2019年初,匿名者在pastebin网站上公布了要攻击的100个网站的详细信息,并通过YouTube发布攻击预告,将在2月13日针对中国政府网站采取行动。目前此匿名者已经被证实为国外藏独分子,并不是真正的匿名者。

海青实验室对此事件进行跟踪,发现该组织twitter在2月12号发布了一条某政府网站连接信息,疑似被入侵。

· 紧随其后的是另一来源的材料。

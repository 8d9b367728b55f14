//! Settings storage
//!
//! Typed load/save of module settings documents on top of a [`SettingsStore`].

use crate::storage::{SettingsStore, StorageError};
use serde::de::DeserializeOwned;
use serde::Serialize;
use std::sync::Arc;

/// Reads and writes module settings documents.
///
/// Loads are side-effect free: the same document can be loaded any number
/// of times, through a repository or directly, without interference.
#[derive(Clone)]
pub struct SettingsAccessor {
    store: Arc<dyn SettingsStore>,
}

impl SettingsAccessor {
    pub fn new(store: impl SettingsStore + 'static) -> Self {
        Self {
            store: Arc::new(store),
        }
    }

    /// Accessor over a store the caller keeps a handle to
    pub fn from_shared(store: Arc<dyn SettingsStore>) -> Self {
        Self { store }
    }

    /// Load and decode a module's settings document
    pub fn load<T: DeserializeOwned>(&self, module: &str) -> Result<T, StorageError> {
        let json = self.store.read(module)?;
        let settings = serde_json::from_str(&json).map_err(|source| StorageError::Malformed {
            module: module.to_string(),
            source,
        })?;

        tracing::debug!("Loaded settings for '{}'", module);
        Ok(settings)
    }

    /// Save a module's settings document
    pub fn save<T: Serialize>(&self, module: &str, settings: &T) -> Result<(), StorageError> {
        let json = serde_json::to_string_pretty(settings)?;
        self.store.write(module, &json)?;

        tracing::debug!("Saved settings for '{}'", module);
        Ok(())
    }

    pub fn settings_exists(&self, module: &str) -> bool {
        self.store.exists(module)
    }
}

目前该站点已关闭,通过对该网站的历史被收录的数据,推测可见该网站架构为Thinkphp框架,而该框架此前被多次披露存在远程代码执行漏洞,该组织可能利用该框架漏洞进行入侵。

该组织常用工具

1、Iptodomain(信息收集工具)

该工具允许攻击者使用virustotal中存档的历史信息(使用api密钥)从IP范围中提取域名。通过该工具,可查询到IP地址关联的域名。

2、https://suip.biz(工具网站)

该网站具有很多功能模块,并提供在线检测的功能。不排除该组织直接使用此网站直接进行渗透测试。包含:IP范围列举、信息收集、扫描缓存和Web存档中的信息泄露、高级搜索引擎、AdSense服务、Anti CloudFlare技术、Web应用程序漏洞扫描、Web服务器漏洞扫描、扫描子域和隐藏文件、Web服务器分析、电子邮件分析等。

3、Recon-ng(web渗透信息侦察收集工具)

Recon-NG是由python编写的一个开源的Web侦查(信息收集)框架。Recon-ng框架是一个全特性的工具,使用它可以自动的收集信息和网络侦查。其命令格式与Metasploit类似。默认集成数据库,可把查询结果结构化存储在其中,可通过报告模块把结果导出。

4、Discover (开源情报搜集工具)

Discover 是一款很不错的开源情报搜集工具,扫描方式是被动探测扫描。可用于自动执行各种测试任务的自定义bash脚本。通过设置获取Bing,Builtwith,Fullcontact,GitHub,Google,GoogleCSE,Hashes,Hunter和Shodan的API密钥可被动使用ARIN,dnsrecon,goofile,goog-mail,goohost,theHarvester,Metasploit,URLCrazy,Whois,进行搜集联动并进行优化结果,功能强大。

该组织历史攻击事件

1、入侵国内某论坛进行脱库

该组织曾入侵某论坛网站,通过该web系统存在的SQL注入漏洞,进行脱库获取论坛数据库的会员信息,包含用户名、密码、邮箱等信息一万八千多条并公开在pastebin网站上。

2、入侵台湾物流集团公司

该组织曾利用sql注入漏洞,入侵台湾万泰国际物流公司并列举了数个xss漏洞。

攻击手法

利用收集到的信息,该组织主要通过自动化工具,进行全网或针对特定国家、组织、或目标,进行大范围的ip域名扫描和信息收集,作为前期的数据源。再通过WordPress、Drupal、ThinkPHP等通用性较广的常见Web程序、框架进行大规模的漏洞扫描,若扫描到防护薄弱并存在漏洞的站点,即进行入侵,已经多次入侵存在明显注入漏洞的网站。就目前而言,该组织的攻击手法都相对初级。而针对特定目标则会进行定点渗透攻击。

防御方案

1、可通过部署安全狗云眼更新操作系统和Web应用漏洞的补丁,尤其是使用了WordPress、Drupal CMS和ThinkPHP框架的站点,必须及时更新相关补丁。

2、加强Web应用常见漏洞如SQL/XSS等注入漏洞的防护,可通过部署安全狗云御产品对可能面临的各类网站攻击进行防护,提升网站安全性。

3、部署安全狗网站防篡改产品云固,避免网站页面篡改事件的出现。